1.5 lit. HP
Camellia Early Pearly
Our most popular Camellia variety, used mainly as a hedge plant but can also be used as a stand alone ornamental.
Sasanqua. White with a tinge of pink. Small to medium formal double. Flowers autumn to early winter. Average upright growth. Popular for hedging. 2 - 3m unpruned.
(C. sasanqua) American Camellia Yearbook, 1972, p.129, Reg. No. 1187: A 5 year old chance seedling of c. sasanqua that first bloomed in 1969; originated by Dr Mervin B. Wine, Thomasville, Georgia, USA. Plant growth is upright, open and medium in rate with dark green leaves, 2.5cm long x 1.2 cm wide. A white, rose form double with outer rows of blush petals, about 4cm across and 1.2cm deep/ Blooms early.
Ref: International Camellia Register Vol 1. p 523.
In New Zealand leaves and flowers are slightly larger than described above.
Syn: C. Early Peony, Early Pink Delight, Early Prince, Early Scarlet Ball, Early Spring, Early Spring Scarlet. (Regardless of synonym names, in New Zealand the flowers are pink in bud but open pure white formal double about 6-8cm across.)
Use as a Hedge
Camellia Early Pearly makes an excellent hedge anywhere from 80cm up to 2 metres in height. For a short hedge plant at about 60cm apart. For a taller hedge plant about 80cm apart. If planted further apart the hedge will take longer to form, and may result in a triangular gap at ground level mid-way between all the plants.

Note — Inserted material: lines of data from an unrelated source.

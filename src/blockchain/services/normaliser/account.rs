// src/blockchain/services/normaliser/account.rs

use std::str::FromStr;

use tracing::debug;
use validator::Validate;

use super::{sum_overflow, to_hbar};
use crate::blockchain::client::LedgerClient;
use crate::blockchain::models::{AccountId, Hbar, PublicKey};
use crate::blockchain::services::mirrornode::MirrorNodeService;
use crate::blockchain::services::resolver::{
    default_account_public_key, parse_account_ref, resolve_account, resolve_account_id, to_account_id,
};
use crate::config::Context;
use crate::error::ToolError;
use crate::params::account::{
    CreateAccountParameters, CreateAccountParametersNormalised, DeleteAccountParameters,
    DeleteAccountParametersNormalised, HbarTransfer, TransferHbarParameters,
    TransferHbarParametersNormalised, UpdateAccountParameters, UpdateAccountParametersNormalised,
};

fn check_associations(value: Option<i32>) -> Result<(), ToolError> {
    match value {
        Some(v) if v < -1 => Err(ToolError::validation(format!(
            "maxAutomaticTokenAssociations must be -1 (unlimited) or greater, got {}",
            v
        ))),
        _ => Ok(()),
    }
}

pub async fn normalise_create_account(
    params: CreateAccountParameters,
    context: &Context,
    client: &dyn LedgerClient,
    mirror: &dyn MirrorNodeService,
) -> Result<CreateAccountParametersNormalised, ToolError> {
    params.validate()?;
    check_associations(params.max_automatic_token_associations)?;

    let public_key = match params.public_key.as_deref().map(str::trim).filter(|k| !k.is_empty()) {
        Some(key) => PublicKey::from_str(key)?,
        None => default_account_public_key(context, client, mirror)
            .await?
            .ok_or_else(|| {
                ToolError::InsufficientContext(
                    "Unable to resolve public key: no key was given and no default account key was found"
                        .to_string(),
                )
            })?,
    };

    // Zero is a valid opening balance.
    let initial_balance = match &params.initial_balance {
        Some(amount) => to_hbar(amount)?,
        None => Hbar::ZERO,
    };

    Ok(CreateAccountParametersNormalised {
        public_key,
        account_memo: params.account_memo,
        initial_balance,
        max_automatic_token_associations: params.max_automatic_token_associations.unwrap_or(-1),
    })
}

/// EVM-form account ids are mapped to their native id through the mirror node.
pub async fn normalise_update_account(
    params: UpdateAccountParameters,
    context: &Context,
    client: &dyn LedgerClient,
    mirror: &dyn MirrorNodeService,
) -> Result<UpdateAccountParametersNormalised, ToolError> {
    params.validate()?;
    check_associations(params.max_automatic_token_associations)?;

    let account_id = resolve_account_id(params.account_id.as_deref(), context, client, mirror).await?;
    let staked_account_id = params
        .staked_account_id
        .as_deref()
        .map(AccountId::from_str)
        .transpose()?;

    Ok(UpdateAccountParametersNormalised {
        account_id,
        max_automatic_token_associations: params.max_automatic_token_associations,
        staked_account_id,
        account_memo: params.account_memo,
        decline_staking_reward: params.decline_staking_reward,
    })
}

pub async fn normalise_delete_account(
    params: DeleteAccountParameters,
    context: &Context,
    client: &dyn LedgerClient,
    mirror: &dyn MirrorNodeService,
) -> Result<DeleteAccountParametersNormalised, ToolError> {
    params.validate()?;
    let account_id = to_account_id(&params.account_id, mirror).await?;
    let transfer_account_id =
        resolve_account_id(params.transfer_account_id.as_deref(), context, client, mirror).await?;
    Ok(DeleteAccountParametersNormalised {
        account_id,
        transfer_account_id,
    })
}

/// Builds the HBAR transfer list. Negative and zero-tinybar amounts are rejected.
pub fn normalise_transfer_hbar(
    params: TransferHbarParameters,
    context: &Context,
    client: &dyn LedgerClient,
) -> Result<TransferHbarParametersNormalised, ToolError> {
    params.validate()?;
    let source = resolve_account(params.source_account_id.as_deref(), context, client)?;

    let mut hbar_transfers = Vec::with_capacity(params.transfers.len() + 1);
    let mut total = Hbar::ZERO;
    for transfer in &params.transfers {
        let invalid = || ToolError::InvalidAmount(format!("Invalid transfer amount: {}", transfer.amount));
        if transfer.amount.is_negative() {
            return Err(invalid());
        }
        let amount = to_hbar(&transfer.amount).map_err(|_| invalid())?;
        if amount == Hbar::ZERO {
            return Err(invalid());
        }
        let recipient = parse_account_ref(&transfer.account_id)?;

        total = total.checked_add(amount).ok_or_else(sum_overflow)?;
        hbar_transfers.push(HbarTransfer {
            account_id: recipient,
            amount,
        });
    }

    hbar_transfers.push(HbarTransfer {
        account_id: source,
        amount: total.checked_neg().ok_or_else(sum_overflow)?,
    });
    debug!("Normalised {} HBAR transfer entries from {}", hbar_transfers.len(), source);

    Ok(TransferHbarParametersNormalised {
        hbar_transfers,
        transaction_memo: params.transaction_memo,
    })
}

Prune late winter after flowering. If pruned a second time in summer prune lightly so as not to remove all the flower buds. With C. sasanqua varieties flower buds form part way down the stem so light tip pruning should not greatly affect flowering.
Use as an Ornamental
Camellia Early Pearly can be used as a stand alone ornamental, but its form tends to be open rather than tight and formal like most Camellia japonica varieties. Prune to shape and size as required as outlined above.
Like all Camellias if the plant gets old and loses form, prune severely back to a stump 30 - 50cm high. After a few weeks new shoots will appear from the stump and the plant will reform.
Camellias will grow in full sun or partial shade. In very dark shade the plant may still grow but will likely lose all form as it searches for light.
Camellias do like a good rich loamy soil to grow in. Poor soils (clay, sand) will cause stunted growth, and foliage color may fade to a lighter green and even cause yellowing.
Ground should be average garden conditions. Excessive irrigation should be avoided once planted as excessive water can cause root rot. Root rot shows the same foliage symptoms as drought.
Plant at the same depth as it is in the container, give a good water to settle the dirt around the roots, and generally leave alone apart from pruning. A newly planted plant will only need additional water through the first summer, and then only 1 to 2 times per week in very dry conditions.
Generally, Camellias should require no fertilizer after planting assuming reasonable top soil. If fertilizer is required use an NPK with FE, and only a teaspoon fill sprinkled over the soil surface within the drip line.
After planting Camellias tend to do nothing for several weeks while the settle in. Most growth occurs mid spring onwards.